Mme Bettencourt et l’UMP font plus, et plus vite, pour faire avancer les règles de la procédure pénale, que tous les avocats et « Sages » du Conseil Constitutionnel réunis.

Pensez donc : réformer si vite le régime du droit de perquisition en y introduisant une nouveauté ... le préavis de perquisition. De quoi s’agit-il ?

On apprend, ce jour, que le siège de l’UMP a reçu, mercredi après-midi, la visite d’enquêteurs de la brigade financière sur instruction du procureur Philippe Courroye.

Certes, la révélation d’une « audacieuse » incursion, pour ne pas dire intrusion, policière au sein du saint des saints du parti majoritaire ne manque pas de sel mais bon... Cela peut également passer pour un évènement de droit commun dans le cadre, très classique, d’une enquête préliminaire.

Quand elle perquisitionne à l’UMP, la police prévient et ... met les patins !

En revanche, cet outil procédural de recherche des preuves, tient aux conditions dérogatoires dont a bénéficié l’UMP.

En effet, et selon le témoignage d’Eric Cesari, directeur général de l’UMP -témoignage rapporté par Paris-Match, il apparaît que les policiers ont offert une garantie (particulière) de procédure à ce parti politique, à savoir l’information avant perquisition, avertissement notifié une journée civile avant l’évènement lui-même.

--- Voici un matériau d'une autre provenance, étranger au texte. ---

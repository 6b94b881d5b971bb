//! Traits — the generation strategy contract, its per-line outcome, and the
//! train-then-persist lifecycle shared by learned strategies.

use std::path::PathBuf;

use crate::crf::LineItem;
use crate::error::Result;
use crate::template::{Template, TemplateTable, Tid};

/// Per-line classification outcome.
#[derive(Debug, Clone, Copy, PartialEq, Eq, Hash)]
pub enum Transition {
    Unchanged,
    Added,
    Unmatched,
}

#[derive(Debug, Clone, Copy, PartialEq, Eq, Hash)]
pub enum Outcome {
    /// The line matched a template already in the table.
    Unchanged(Tid),
    /// The line created a new template.
    Added(Tid),
    /// No definition satisfies the line; the table was not touched.
    Unmatched,
}

impl Outcome {
    pub fn tid(&self) -> Option<Tid> {
        match self {
            Outcome::Unchanged(tid) | Outcome::Added(tid) => Some(*tid),
            Outcome::Unmatched => None,
        }
    }

    pub fn transition(&self) -> Transition {
        match self {
            Outcome::Unchanged(_) => Transition::Unchanged,
            Outcome::Added(_) => Transition::Added,
            Outcome::Unmatched => Transition::Unmatched,
        }
    }
}

/// Look up or insert `tpl`, reporting whether it was new.
pub fn commit(table: &mut TemplateTable, tpl: Template) -> Outcome {
    match table.add_tracked(tpl) {
        (tid, true) => Outcome::Added(tid),
        (tid, false) => Outcome::Unchanged(tid),
    }
}

pub trait TemplateGenerator: Send {
    fn name(&self) -> &'static str;

    /// Template proposed for a tokenized line; `None` when nothing applies.
    fn generate(&mut self, words: &[String], seps: &[String]) -> Result<Option<Template>>;

    fn process_line(
        &mut self,
        table: &mut TemplateTable,
        words: &[String],
        seps: &[String],
    ) -> Result<Outcome> {
        Ok(match self.generate(words, seps)? {
            Some(tpl) => commit(table, tpl),
            None => Outcome::Unmatched,
        })
    }
}

/// Training lifecycle for strategies backed by a learned model.
pub trait Trainable {
    /// Fit on fully labeled lines and persist the model; returns its path.
    fn train<'a, I>(&mut self, lines: I) -> Result<PathBuf>
    where
        I: IntoIterator<Item = &'a [LineItem]>;

    /// Load the persisted model for tagging.
    fn init_tagger(&mut self) -> Result<()>;

    fn close_tagger(&mut self);
}
//! Model — MinerConfig and related structs.

use serde::{Deserialize, Serialize};

#[derive(Debug, Clone, Serialize, Deserialize)]
#[serde(default)]
pub struct MinerConfig {
    /// Reserved token that marks a variable position in templates.
    pub variable_symbol: String,
    pub import: ImportConfig,
    pub crf: CrfConfig,
    pub heuristic: HeuristicConfig,
}

#[derive(Debug, Clone, Serialize, Deserialize)]
#[serde(default)]
pub struct ImportConfig {
    pub def_path: String,
    pub mode: ImportMode,
}

/// Layout of a definition catalog line.
#[derive(Debug, Clone, Copy, PartialEq, Eq, Serialize, Deserialize)]
#[serde(rename_all = "lowercase")]
pub enum ImportMode {
    /// The whole line is the definition message.
    Plain,
    /// `<id> <message>`; the leading id is discarded.
    Ids,
}

#[derive(Debug, Clone, Serialize, Deserialize)]
#[serde(default)]
pub struct CrfConfig {
    pub model_filename: String,
    /// Feature specs such as `word[-1]`, `shape[0]`, `class[1]`.
    pub feature_template: Vec<String>,
    /// Derive word classes (IP address, host, digit, date, time) as features.
    pub middle_label: bool,
    /// Host names recognised as the `HOST` word class.
    pub known_hosts: Vec<String>,
    pub epochs: usize,
    pub verbose: bool,
}

#[derive(Debug, Clone, Serialize, Deserialize)]
#[serde(default)]
pub struct HeuristicConfig {
    /// Words whose share of digit characters reaches this ratio are variables.
    pub digit_ratio: f64,
}

impl Default for MinerConfig {
    fn default() -> Self {
        Self {
            variable_symbol: "**".to_string(),
            import: ImportConfig::default(),
            crf: CrfConfig::default(),
            heuristic: HeuristicConfig::default(),
        }
    }
}

impl Default for ImportConfig {
    fn default() -> Self {
        Self {
            def_path: "".to_string(),
            mode: ImportMode::Plain,
        }
    }
}

impl Default for CrfConfig {
    fn default() -> Self {
        Self {
            model_filename: "crf_model".to_string(),
            feature_template: [
                "word[-2]", "word[-1]", "word[0]", "word[1]", "word[2]",
                "shape[-1]", "shape[0]", "shape[1]",
                "class[-1]", "class[0]", "class[1]",
            ]
            .iter()
            .map(|s| s.to_string())
            .collect(),
            middle_label: true,
            known_hosts: Vec::new(),
            epochs: 10,
            verbose: false,
        }
    }
}

impl Default for HeuristicConfig {
    fn default() -> Self {
        Self { digit_ratio: 0.5 }
    }
}

impl MinerConfig {
    /// Validate configuration values
    pub fn validate(&self) -> Result<(), String> {
        if self.variable_symbol.is_empty() {
            return Err("variable_symbol must not be empty".to_string());
        }
        if self.variable_symbol.chars().any(char::is_whitespace) {
            return Err("variable_symbol must not contain whitespace".to_string());
        }
        self.crf.validate()?;
        self.heuristic.validate()?;
        Ok(())
    }
}

impl CrfConfig {
    pub fn validate(&self) -> Result<(), String> {
        if self.model_filename.is_empty() {
            return Err("crf.model_filename must not be empty".to_string());
        }
        if self.epochs == 0 {
            return Err("crf.epochs must be > 0".to_string());
        }
        if self.feature_template.is_empty() {
            return Err("crf.feature_template must list at least one feature".to_string());
        }
        Ok(())
    }
}

impl HeuristicConfig {
    pub fn validate(&self) -> Result<(), String> {
        if !(self.digit_ratio > 0.0 && self.digit_ratio <= 1.0) {
            return Err("heuristic.digit_ratio must be in (0, 1]".to_string());
        }
        Ok(())
    }
}
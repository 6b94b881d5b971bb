//! Edit — manual template restructuring.
//!
//! Every edit keeps the table bijective and the search index in step with it.
//! Retired ids stay resolvable through their redirect; ids are never reused.

use serde::Serialize;
use tracing::info;

use super::LtManager;
use crate::error::{MinerError, Result};
use crate::template::{Template, Tid, Token};

/// What an applied edit did to the id space.
#[derive(Debug, Clone, PartialEq, Eq, Serialize)]
#[serde(tag = "op", rename_all = "lowercase")]
pub enum EditRecord {
    /// `retired` now resolves to `survivor`.
    Merged { survivor: Tid, retired: Tid },
    /// Same id, new content.
    Replaced { tid: Tid },
    /// `source` kept the first variant; the rest received fresh ids.
    Split { source: Tid, into: Vec<Tid> },
    Separated { source: Tid, new: Tid },
}

impl LtManager {
    /// Generalize `keep` to cover `retire` and retire the latter.
    ///
    /// Positions where the two disagree become variables.
    pub fn merge(&mut self, keep: Tid, retire: Tid) -> Result<EditRecord> {
        if keep == retire {
            return Err(MinerError::InvalidEdit(format!("cannot merge {} into itself", keep)));
        }
        for tid in [keep, retire] {
            if self.table.is_retired(tid) {
                return Err(MinerError::InvalidEdit(format!(
                    "template {} is retired; edit {} instead",
                    tid,
                    self.table.resolve(tid)?
                )));
            }
        }
        let kept = self.table.get(keep)?.clone();
        let retired = self.table.get(retire)?.clone();
        if kept.len() != retired.len() {
            return Err(MinerError::InvalidEdit(format!(
                "templates {} and {} differ in length ({} vs {})",
                keep,
                retire,
                kept.len(),
                retired.len()
            )));
        }

        let mut merged = kept.clone();
        for position in kept.diff_positions(&retired) {
            merged = merged.with_token(position, Token::Var);
        }
        if let Ok(owner) = self.table.get_tid(&merged) {
            if owner != keep && owner != retire {
                return Err(MinerError::InvalidEdit(format!(
                    "merged content already owned by template {}",
                    owner
                )));
            }
        }

        self.tree.remove(&retired);
        self.table.retire(retire, keep)?;
        self.swap_content(keep, &kept, merged)?;

        info!(keep, retire, "merged templates");
        self.record(EditRecord::Merged {
            survivor: keep,
            retired: retire,
        })
    }

    /// Fix the variable at `position` to each of `words`.
    ///
    /// `tid` takes the first variant; the others become new templates. Fails
    /// if any variant already exists.
    pub fn split<S: AsRef<str>>(&mut self, tid: Tid, position: usize, words: &[S]) -> Result<EditRecord> {
        let source = self.table.get(tid)?.clone();
        self.expect_token(tid, &source, position, true)?;
        if words.is_empty() {
            return Err(MinerError::InvalidEdit("split needs at least one word".into()));
        }

        let mut variants: Vec<Template> = Vec::with_capacity(words.len());
        for word in words {
            let variant = source.with_token(position, Token::Word(word.as_ref().to_string()));
            if variants.contains(&variant) {
                continue;
            }
            if let Ok(owner) = self.table.get_tid(&variant) {
                return Err(MinerError::InvalidEdit(format!(
                    "variant {:?} already exists as template {}",
                    word.as_ref(),
                    owner
                )));
            }
            variants.push(variant);
        }

        let mut variants = variants.into_iter();
        let mut into = Vec::new();
        if let Some(first) = variants.next() {
            self.swap_content(tid, &source, first)?;
            into.push(tid);
        }
        for variant in variants {
            let new = self.table.add(variant);
            let tpl = self.table.get(new)?;
            self.tree.insert(tpl, new);
            into.push(new);
        }

        info!(tid, position, count = into.len(), "split template");
        self.record(EditRecord::Split { source: tid, into })
    }

    /// Replace variables with fixed words, one `(position, word)` per change.
    ///
    /// If the result already exists under another id, `tid` is merged into it.
    pub fn fix<S: AsRef<str>>(&mut self, tid: Tid, assignments: &[(usize, S)]) -> Result<EditRecord> {
        let current = self.table.get(tid)?.clone();
        let mut edited = current.clone();
        for (position, word) in assignments {
            self.expect_token(tid, &current, *position, true)?;
            edited = edited.with_token(*position, Token::Word(word.as_ref().to_string()));
        }
        self.change_content(tid, current, edited)
    }

    /// Turn fixed words at `positions` into variables.
    ///
    /// If the result already exists under another id, `tid` is merged into it.
    pub fn free(&mut self, tid: Tid, positions: &[usize]) -> Result<EditRecord> {
        let current = self.table.get(tid)?.clone();
        let mut edited = current.clone();
        for &position in positions {
            self.expect_token(tid, &current, position, false)?;
            edited = edited.with_token(position, Token::Var);
        }
        self.change_content(tid, current, edited)
    }

    /// Register a specialization of `tid` as its own template.
    pub fn separate(&mut self, tid: Tid, special: Template) -> Result<EditRecord> {
        let general = self.table.get(tid)?;
        if special == *general || !special.is_specialization_of(general) {
            return Err(MinerError::InvalidEdit(format!(
                "not a strict specialization of template {}",
                tid
            )));
        }
        if let Ok(owner) = self.table.get_tid(&special) {
            return Err(MinerError::InvalidEdit(format!(
                "specialization already exists as template {}",
                owner
            )));
        }
        let new = self.table.add(special);
        let tpl = self.table.get(new)?;
        self.tree.insert(tpl, new);

        info!(tid, new, "separated template");
        self.record(EditRecord::Separated { source: tid, new })
    }

    fn change_content(&mut self, tid: Tid, current: Template, edited: Template) -> Result<EditRecord> {
        if edited == current {
            return self.record(EditRecord::Replaced { tid });
        }
        match self.table.get_tid(&edited) {
            Ok(owner) => {
                self.tree.remove(&current);
                self.table.retire(tid, owner)?;
                info!(tid, owner, "edited content collides, merged");
                self.record(EditRecord::Merged {
                    survivor: owner,
                    retired: tid,
                })
            }
            Err(e) if e.is_not_found() => {
                self.swap_content(tid, &current, edited)?;
                info!(tid, "replaced template content");
                self.record(EditRecord::Replaced { tid })
            }
            Err(e) => Err(e),
        }
    }

    fn swap_content(&mut self, tid: Tid, old: &Template, new: Template) -> Result<()> {
        self.tree.remove(old);
        self.table.replace(tid, new)?;
        let tpl = self.table.get(tid)?;
        self.tree.insert(tpl, tid);
        Ok(())
    }

    fn expect_token(&self, tid: Tid, tpl: &Template, position: usize, want_var: bool) -> Result<()> {
        let token = tpl.tokens().get(position).ok_or_else(|| {
            MinerError::InvalidEdit(format!(
                "position {} out of range for template {} (length {})",
                position,
                tid,
                tpl.len()
            ))
        })?;
        if token.is_var() != want_var {
            let expected = if want_var { "a variable" } else { "a fixed word" };
            return Err(MinerError::InvalidEdit(format!(
                "position {} of template {} is not {}",
                position, tid, expected
            )));
        }
        Ok(())
    }

    fn record(&mut self, rec: EditRecord) -> Result<EditRecord> {
        self.edits.push(rec.clone());
        Ok(rec)
    }
}

#[cfg(test)]
mod tests {
    use super::*;
    use crate::conf::HeuristicConfig;
    use crate::crf::LabelWord;
    use crate::ltgen::{HeuristicGen, Outcome};

    fn manager_with(lines: &[&str]) -> LtManager {
        let gen = HeuristicGen::new(LabelWord::default(), &HeuristicConfig::default());
        let mut mgr = LtManager::new(Box::new(gen));
        for line in lines {
            let words: Vec<String> = line.split(' ').map(String::from).collect();
            mgr.process_line(&words, &[]).unwrap();
        }
        mgr
    }

    fn tpl(s: &str) -> Template {
        Template::from_words(&s.split(' ').collect::<Vec<_>>(), "*")
    }

    // ---- merge ----

    #[test]
    fn test_merge_generalizes_and_redirects() {
        let mut mgr = manager_with(&["disk sda full", "disk sdb full"]);
        let rec = mgr.merge(0, 1).unwrap();
        assert_eq!(rec, EditRecord::Merged { survivor: 0, retired: 1 });
        assert_eq!(mgr.get(0).unwrap(), &tpl("disk * full"));
        assert!(mgr.get(1).unwrap_err().is_not_found());
        assert_eq!(mgr.resolve(1).unwrap(), 0);
        assert_eq!(mgr.search(&["disk", "sdc", "full"]), Some(0));
        assert_eq!(mgr.tree().len(), 1);
    }

    #[test]
    fn test_merged_content_is_not_recreated_by_ingestion() {
        let mut mgr = manager_with(&["disk sda full", "disk sdb full"]);
        mgr.merge(0, 1).unwrap();
        let words: Vec<String> = "disk sdb full".split(' ').map(String::from).collect();
        assert_eq!(mgr.process_line(&words, &[]).unwrap(), Outcome::Unchanged(0));
        assert_eq!(mgr.table().len(), 1);
        assert_eq!(mgr.search(&words), Some(0));
    }

    #[test]
    fn test_merge_rejects_retired_id() {
        let mut mgr = manager_with(&["disk sda full", "disk sdb full", "disk sdc full"]);
        mgr.merge(0, 1).unwrap();
        let err = mgr.merge(2, 1).unwrap_err();
        assert!(matches!(err, MinerError::InvalidEdit(ref m) if m.contains("retired")));
    }

    #[test]
    fn test_merge_rejects_length_mismatch() {
        let mut mgr = manager_with(&["disk sda full", "disk sda is full"]);
        let err = mgr.merge(0, 1).unwrap_err();
        assert!(matches!(err, MinerError::InvalidEdit(_)));
        assert_eq!(mgr.table().len(), 2);
    }

    #[test]
    fn test_merge_rejects_third_owner() {
        let mut mgr = manager_with(&["disk sda full", "disk sdb full", "disk 7 full"]);
        assert_eq!(mgr.get(2).unwrap(), &tpl("disk * full"));
        let err = mgr.merge(0, 1).unwrap_err();
        assert!(matches!(err, MinerError::InvalidEdit(_)));
        assert_eq!(mgr.table().len(), 3);
        assert!(mgr.edits().is_empty());
    }

    #[test]
    fn test_merge_into_more_general_template() {
        let mut mgr = manager_with(&["disk sda full", "disk 7 full"]);
        mgr.merge(0, 1).unwrap();
        assert_eq!(mgr.get(0).unwrap(), &tpl("disk * full"));
        assert_eq!(mgr.table().len(), 1);
    }

    // ---- split / separate ----

    #[test]
    fn test_split_keeps_source_id_for_first_word() {
        let mut mgr = manager_with(&["disk 7 full"]);
        let rec = mgr.split(0, 1, &["sda", "sdb", "sda"]).unwrap();
        assert_eq!(rec, EditRecord::Split { source: 0, into: vec![0, 1] });
        assert_eq!(mgr.get(0).unwrap(), &tpl("disk sda full"));
        assert_eq!(mgr.get(1).unwrap(), &tpl("disk sdb full"));
        assert_eq!(mgr.search(&["disk", "sdb", "full"]), Some(1));
        assert_eq!(mgr.search(&["disk", "sdc", "full"]), None);
    }

    #[test]
    fn test_split_rejects_fixed_position_and_existing_variant() {
        let mut mgr = manager_with(&["disk 7 full", "disk sda full"]);
        assert!(matches!(mgr.split(0, 0, &["x"]), Err(MinerError::InvalidEdit(_))));
        assert!(matches!(mgr.split(0, 1, &["sda"]), Err(MinerError::InvalidEdit(_))));
        assert!(matches!(mgr.split(0, 9, &["x"]), Err(MinerError::InvalidEdit(_))));
        assert_eq!(mgr.get(0).unwrap(), &tpl("disk * full"));
    }

    #[test]
    fn test_separate_adds_specialization() {
        let mut mgr = manager_with(&["user 1 login from 10.0.0.1"]);
        let rec = mgr.separate(0, tpl("user root login from *")).unwrap();
        assert_eq!(rec, EditRecord::Separated { source: 0, new: 1 });
        assert_eq!(mgr.search(&["user", "root", "login", "from", "h"]), Some(1));
        assert_eq!(mgr.search(&["user", "bob", "login", "from", "h"]), Some(0));
        assert!(mgr.separate(0, tpl("user * logout from *")).is_err());
        assert!(mgr.separate(0, tpl("user * login from *")).is_err());
    }

    // ---- fix / free ----

    #[test]
    fn test_fix_and_free_replace_content() {
        let mut mgr = manager_with(&["job 7 done"]);
        assert_eq!(mgr.fix(0, &[(1, "seven")]).unwrap(), EditRecord::Replaced { tid: 0 });
        assert_eq!(mgr.get(0).unwrap(), &tpl("job seven done"));
        assert_eq!(mgr.free(0, &[1, 2]).unwrap(), EditRecord::Replaced { tid: 0 });
        assert_eq!(mgr.get(0).unwrap(), &tpl("job * *"));
        assert_eq!(mgr.search(&["job", "x", "y"]), Some(0));
    }

    #[test]
    fn test_free_collision_merges_into_owner() {
        let mut mgr = manager_with(&["disk 7 full", "disk sda full"]);
        let rec = mgr.free(1, &[1]).unwrap();
        assert_eq!(rec, EditRecord::Merged { survivor: 0, retired: 1 });
        assert_eq!(mgr.resolve(1).unwrap(), 0);
        assert_eq!(mgr.tree().len(), 1);
        assert_eq!(mgr.edits().len(), 1);
    }

    #[test]
    fn test_ids_are_never_reused_after_retire() {
        let mut mgr = manager_with(&["disk sda full", "disk sdb full"]);
        mgr.merge(0, 1).unwrap();
        let words: Vec<String> = "kernel panic".split(' ').map(String::from).collect();
        let outcome = mgr.process_line(&words, &[]).unwrap();
        assert_eq!(outcome.tid(), Some(2));
    }
}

Eric Cesari ne s’en cache pas lorsqu’il dit « la police judiciaire nous avait prévenus 24h à l'avance. Les policiers ont expertisé les documents ayant trait à la campagne présidentielle. Ils n'ont rien trouvé et n'ont emporté aucune pièce comme l'indique le constat que nous avons signé. »

Bref ... et contrairement aux mauvaises langues gauchistes qui, sans cesse critiquent son action, la police de la République sait être polie, prévenante et met les patins avant d’entrer, histoire de ne pas rayer le parquet (celui de Nanterre ?).

L’émergence d’un nouveau droit « positif » de la perquisition

Pour rappel, le droit positif est l'état des règles de droit à un certain moment et dans un endroit donné.

Il apparaît que, dans cette acception, le droit positif de la perquisition vient de connaître, grâce à l’UMP, des développements nouveaux qui risquent d’en modifier considérablement les nature et portée.

Avant cet évènement, en effet, le Code de Procédure Pénale ne comportait aucun mécanisme prévoyant l’avertissement préalable des futurs perquisitionnés, et certainement pas de délai de préavis de 24 heures.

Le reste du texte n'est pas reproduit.